June 28, 2017

Cortez Masto, Kaine, Menendez, and Latino Advocacy Groups Highlight the Devastating Effects the Senate GOP Health Care Bill Would Have on Latino Communities

Washington, D.C. – U.S. Senators Catherine Cortez Masto (D-Nev.), Tim Kaine (D-Va.), and Bob Menendez (D-N.J.) joined National Hispanic Leadership Agenda, NCLR’s Institute for Hispanic Health, and National Latina Institute for Reproductive Health to highlight how Senate Republicans’ attempt to repeal the Affordable Care Act (ACA) would disproportionately affect the Latino community and significantly roll back the progress Latinos have made under the ACA. Despite the Senate GOP delaying a vote until after the July 4 recess, the Senators and Latino advocacy groups called for continued momentum against the disastrous bill. 

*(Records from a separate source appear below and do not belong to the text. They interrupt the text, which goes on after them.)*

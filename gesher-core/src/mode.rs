//! Runtime mode configuration for Gesher.

use serde::{Deserialize, Serialize};

/// Runtime mode for Gesher services.
///
/// Controls whether to use real external relays and storage or simulated
/// components. This allows offline development while maintaining the same
/// interfaces.
#[derive(Debug, Clone, Copy, PartialEq, Eq, Serialize, Deserialize)]
pub enum RuntimeMode {
    /// Production mode - uses real external APIs and services
    Production,
    /// Development mode - uses simulated components for offline development
    Development,
}

impl RuntimeMode {
    /// Check if running in development mode.
    pub fn is_development(self) -> bool {
        matches!(self, Self::Development)
    }

    /// Check if running in production mode.
    pub fn is_production(self) -> bool {
        matches!(self, Self::Production)
    }
}

impl Default for RuntimeMode {
    fn default() -> Self {
        Self::Development
    }
}

impl std::fmt::Display for RuntimeMode {
    fn fmt(&self, f: &mut std::fmt::Formatter<'_>) -> std::fmt::Result {
        match self {
            Self::Production => write!(f, "PRODUCTION"),
            Self::Development => write!(f, "DEVELOPMENT"),
        }
    }
}

impl std::str::FromStr for RuntimeMode {
    type Err = String;

    fn from_str(s: &str) -> Result<Self, Self::Err> {
        match s.to_lowercase().as_str() {
            "production" | "prod" => Ok(Self::Production),
            "development" | "dev" => Ok(Self::Development),
            _ => Err(format!(
                "Invalid runtime mode: '{s}'. Valid options are: production, development"
            )),
        }
    }
}
//! Channel abstractions for notification delivery.
//!
//! Each channel is an independent best-effort delivery mechanism. The
//! dispatcher treats them uniformly: attempt, collect a receipt or an
//! error, never let one channel's failure reach the other.

use thiserror::Error;

use crate::notify::request::NotificationRequest;

/// Receipt from an email relay attempt.
///
/// The form relay can accept a request without confirming delivery
/// (`accepted: false` with an explanatory message while the destination
/// address is pending verification). That is not a delivery error, just
/// not-yet-success.
#[derive(Debug, Clone, PartialEq, Eq)]
pub struct EmailReceipt {
    /// Relay confirmed the message was sent
    pub accepted: bool,
    /// Relay-provided status message, if any
    pub detail: Option<String>,
}

/// Receipt from a chat relay attempt.
#[derive(Debug, Clone, PartialEq, Eq)]
pub struct ChatReceipt {
    /// Relay-assigned message identifier
    pub id: String,
    /// Relay-reported delivery status
    pub status: String,
}

/// Errors from a single channel delivery attempt.
///
/// These never propagate out of the dispatcher; they are converted into
/// `channel_errors` entries on the aggregated outcome.
#[derive(Debug, Clone, Error, PartialEq, Eq)]
pub enum ChannelError {
    #[error("relay request failed: {reason}")]
    RequestFailed { reason: String },

    #[error("relay rejected the message: {reason}")]
    Rejected { reason: String },
}

/// Delivers a contact submission over a transactional email relay.
#[async_trait::async_trait]
pub trait EmailRelay: Send + Sync {
    /// Submits the request fields as a templated email.
    ///
    /// # Errors
    ///
    /// - `ChannelError::RequestFailed` - Relay unreachable or errored
    /// - `ChannelError::Rejected` - Relay refused the message outright
    async fn send(&self, request: &NotificationRequest) -> Result<EmailReceipt, ChannelError>;
}

/// Delivers a preformatted message body over a chat relay.
#[async_trait::async_trait]
pub trait ChatRelay: Send + Sync {
    /// Sends `body` to the configured destination.
    ///
    /// # Errors
    ///
    /// - `ChannelError::RequestFailed` - Relay unreachable or errored
    /// - `ChannelError::Rejected` - Relay refused the message outright
    async fn send(&self, body: &str) -> Result<ChatReceipt, ChannelError>;
}
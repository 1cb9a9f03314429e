//! Buffering wait for resolved media URLs.
//!
//! The loader is the server-side analog of a detached media element with
//! aggressive preloading: it pulls bytes from the resolved URL until enough
//! data is cached for an uninterrupted playback start. The store bounds the
//! wait with a timeout, so a loader that never finishes cannot stall
//! readiness forever.

use crate::config::MediaConfig;
use crate::media::MediaError;

/// Prefetches asset bytes until the asset counts as buffered.
///
/// `prefetch` returns once enough data has been fetched; the caller applies
/// the liveness timeout. Terminal fetch errors surface as `MediaError`.
#[async_trait::async_trait]
pub trait MediaLoader: Send + Sync {
    /// Fetches bytes from `url` until the buffering target is met.
    ///
    /// # Errors
    ///
    /// - `MediaError::LoadFailed` - The fetch failed before the target was
    ///   reached (connection error, non-success status, stream abort)
    async fn prefetch(&self, url: &str) -> Result<(), MediaError>;
}

/// Loader that streams the asset over HTTP up to a byte target.
///
/// Stops early at end of body; an asset smaller than the target is simply
/// fully buffered.
pub struct HttpPrefetchLoader {
    client: reqwest::Client,
    prefetch_target: u64,
}

impl HttpPrefetchLoader {
    /// Creates a loader with the configured prefetch target.
    pub fn new(config: &MediaConfig) -> Self {
        Self {
            client: reqwest::Client::new(),
            prefetch_target: config.prefetch_target,
        }
    }
}

#[async_trait::async_trait]
impl MediaLoader for HttpPrefetchLoader {
    async fn prefetch(&self, url: &str) -> Result<(), MediaError> {
        let mut response =
            self.client
                .get(url)
                .send()
                .await
                .map_err(|e| MediaError::LoadFailed {
                    reason: format!("prefetch request failed: {e}"),
                })?;

        if !response.status().is_success() {
            return Err(MediaError::LoadFailed {
                reason: format!("prefetch returned {}", response.status()),
            });
        }

        let mut fetched: u64 = 0;
        while fetched < self.prefetch_target {
            match response.chunk().await {
                Ok(Some(chunk)) => {
                    fetched += chunk.len() as u64;
                }
                Ok(None) => break, // body smaller than target, fully buffered
                Err(e) => {
                    return Err(MediaError::LoadFailed {
                        reason: format!("prefetch stream aborted after {fetched} bytes: {e}"),
                    });
                }
            }
        }

        tracing::debug!("prefetched {} bytes from {}", fetched, url);
        Ok(())
    }
}

/// Loader that declares every asset buffered immediately.
///
/// Development-mode stand-in when assets are served locally and buffering
/// is not worth waiting for.
pub struct NoopLoader;

#[async_trait::async_trait]
impl MediaLoader for NoopLoader {
    async fn prefetch(&self, _url: &str) -> Result<(), MediaError> {
        Ok(())
    }
}
//! State management for media preloading

use serde::{Deserialize, Serialize};
use thiserror::Error;

/// Readiness lifecycle of one media asset.
///
/// Transitions are strictly ordered per key:
/// `Idle → Resolving → (Buffering → (Ready | Failed) | Failed)`.
/// `Ready` and `Failed` are terminal until an explicit reset.
#[derive(Debug, Clone, Copy, PartialEq, Eq, Serialize, Deserialize)]
#[serde(rename_all = "snake_case")]
pub enum MediaReadiness {
    /// Nothing requested for this key yet
    Idle,
    /// Waiting for the storage backend to produce a download URL
    Resolving,
    /// URL known, bytes are being prefetched
    Buffering,
    /// Enough data is buffered for uninterrupted playback start
    Ready,
    /// URL resolution or loading failed terminally
    Failed,
}

impl MediaReadiness {
    /// Check if a preload attempt is already underway or finished.
    ///
    /// A repeated `request_preload` for a key in one of these states joins
    /// the existing attempt (or its terminal outcome) instead of starting a
    /// new fetch. Only `Idle` keys start one.
    pub fn joins_existing(self) -> bool {
        !matches!(self, MediaReadiness::Idle)
    }

    /// Check if the state is terminal (no further transitions without reset).
    pub fn is_terminal(self) -> bool {
        matches!(self, MediaReadiness::Ready | MediaReadiness::Failed)
    }

    /// Check if the asset is ready for playback.
    pub fn is_ready(self) -> bool {
        matches!(self, MediaReadiness::Ready)
    }

    /// Check if the preload attempt failed.
    pub fn is_failed(self) -> bool {
        matches!(self, MediaReadiness::Failed)
    }

    /// Check whether `next` is a legal successor of this state.
    ///
    /// This is the one authoritative ordering rule; the store refuses any
    /// transition outside it so event-ordering quirks of the loader cannot
    /// corrupt the externally-visible state.
    pub fn may_advance_to(self, next: MediaReadiness) -> bool {
        matches!(
            (self, next),
            (MediaReadiness::Idle, MediaReadiness::Resolving)
                | (MediaReadiness::Resolving, MediaReadiness::Buffering)
                | (MediaReadiness::Resolving, MediaReadiness::Failed)
                | (MediaReadiness::Buffering, MediaReadiness::Ready)
                | (MediaReadiness::Buffering, MediaReadiness::Failed)
        )
    }
}

impl std::fmt::Display for MediaReadiness {
    fn fmt(&self, f: &mut std::fmt::Formatter<'_>) -> std::fmt::Result {
        match self {
            MediaReadiness::Idle => write!(f, "idle"),
            MediaReadiness::Resolving => write!(f, "resolving"),
            MediaReadiness::Buffering => write!(f, "buffering"),
            MediaReadiness::Ready => write!(f, "ready"),
            MediaReadiness::Failed => write!(f, "failed"),
        }
    }
}

/// Snapshot of the readiness state for one asset key.
///
/// Invariants, maintained by the store's transition function:
/// - `Idle` ⇒ `resolved_url` and `error_detail` are both `None`
/// - `Ready` ⇒ `resolved_url` is `Some` and `error_detail` is `None`
/// - `Failed` ⇒ `error_detail` is `Some`
#[derive(Debug, Clone, PartialEq, Eq, Serialize, Deserialize)]
pub struct MediaState {
    /// Storage key of the asset this state describes
    pub key: String,
    /// Fetchable download URL, populated once resolution succeeds
    pub resolved_url: Option<String>,
    /// Current lifecycle position
    pub readiness: MediaReadiness,
    /// Failure reason, populated only when `readiness` is `Failed`
    pub error_detail: Option<String>,
}

impl MediaState {
    /// Creates the idle state for a key.
    pub fn idle(key: impl Into<String>) -> Self {
        Self {
            key: key.into(),
            resolved_url: None,
            readiness: MediaReadiness::Idle,
            error_detail: None,
        }
    }
}

/// Errors that can occur while preloading media.
#[derive(Debug, Clone, Error, PartialEq, Eq)]
pub enum MediaError {
    #[error("invalid media key: {key}")]
    InvalidKey { key: String },

    #[error("URL resolution failed: {reason}")]
    ResolutionFailed { reason: String },

    #[error("media load failed: {reason}")]
    LoadFailed { reason: String },
}

#[cfg(test)]
mod tests {
    use super::*;

    #[test]
    fn test_legal_transition_order() {
        use MediaReadiness::*;

        assert!(Idle.may_advance_to(Resolving));
        assert!(Resolving.may_advance_to(Buffering));
        assert!(Resolving.may_advance_to(Failed));
        assert!(Buffering.may_advance_to(Ready));
        assert!(Buffering.may_advance_to(Failed));

        // Terminal states never advance, and Ready never precedes Buffering
        assert!(!Ready.may_advance_to(Failed));
        assert!(!Failed.may_advance_to(Ready));
        assert!(!Idle.may_advance_to(Ready));
        assert!(!Resolving.may_advance_to(Ready));
        assert!(!Ready.may_advance_to(Resolving));
    }

    #[test]
    fn test_join_predicate() {
        assert!(!MediaReadiness::Idle.joins_existing());
        assert!(MediaReadiness::Resolving.joins_existing());
        assert!(MediaReadiness::Buffering.joins_existing());
        assert!(MediaReadiness::Ready.joins_existing());
        assert!(MediaReadiness::Failed.joins_existing());
    }

    #[test]
    fn test_idle_state_shape() {
        let state = MediaState::idle("videos/hero.mp4");
        assert_eq!(state.key, "videos/hero.mp4");
        assert_eq!(state.readiness, MediaReadiness::Idle);
        assert!(state.resolved_url.is_none());
        assert!(state.error_detail.is_none());
    }
}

“One of the dangerous consequences often overlooked by the Republican plan to repeal the Affordable Care Act is its disproportionate impact on minority communities,” said Senator Cortez Masto. “With over a quarter of Nevadans identifying as Latinos, the Latino community has been an integral part of our economy and society. Thanks to the ACA, Latino Nevadans have made significant gains and improved access to health care, with Latino children experiencing the largest decrease in uninsured children of any state in the country. But Republicans are committed to repealing the law and taking away essential services that programs like Medicaid and Planned Parenthood provide, risking both basic and life-saving access to healthcare that Latino communities rely on. These consequences affect more than just Latinos. Expanding access to healthcare for all Americans despite age, gender or race will provide our communities with the support they need live a healthy life, and to continue to contribute meaningfully in our communities.”

“The delayed vote on the Senate GOP proposal is a direct result of the actions of millions of Americans who called, wrote, and showed up to town halls across the country to demand their elected leaders protect their access to health coverage,” said Rita Carreón, Deputy Vice President, NCLR Institute for Hispanic Health. “But by no means is this the end; there's no doubt that the efforts to repeal the ACA will continue, and so all of us must continue to do our part to ensure healthcare isn't stripped away from the over 70 million Americans, 18 million of whom are Latino, who rely on Medicaid. This bill is an attack on our children and families, and is an excuse to give away massive tax breaks to the wealthy at the expense of the majority of Americans.”

More on the impact of Trumpcare on the Latino community in Nevada:

  • From 2013 to 2015 under the Affordable Cara Act (ACA), the uninsured rate for non-elderly Latino Nevadans fell from 34 percent to 19 percent. For Latino children in Nevada during the same period, the uninsured rate declined from 20 percent to 10.7 percent—a drop of almost half, the largest decrease in uninsured children of any state in the country.
  • Cuts to Medicaid would disproportionality impact women of color. 17 million Latinas now have coverage for free preventive services. Between 2012 and 2014, the uninsured rate among Latinas fell by 9%. Repealing the ACA would undo all of these gains.
  • Latinas have the highest rates of cervical cancer in the United States – one of the most preventable cancers. Coverage for preventive services without cost sharing removes barriers to care, enabling Latinas to access essential health care like cervical cancer screenings. Under the Senate Trumpcare bill, these critical, life-saving preventative care services would be lost.
  • Almost 22 percent of Planned Parenthood patients are Latinos – that’s more than 575,000 people.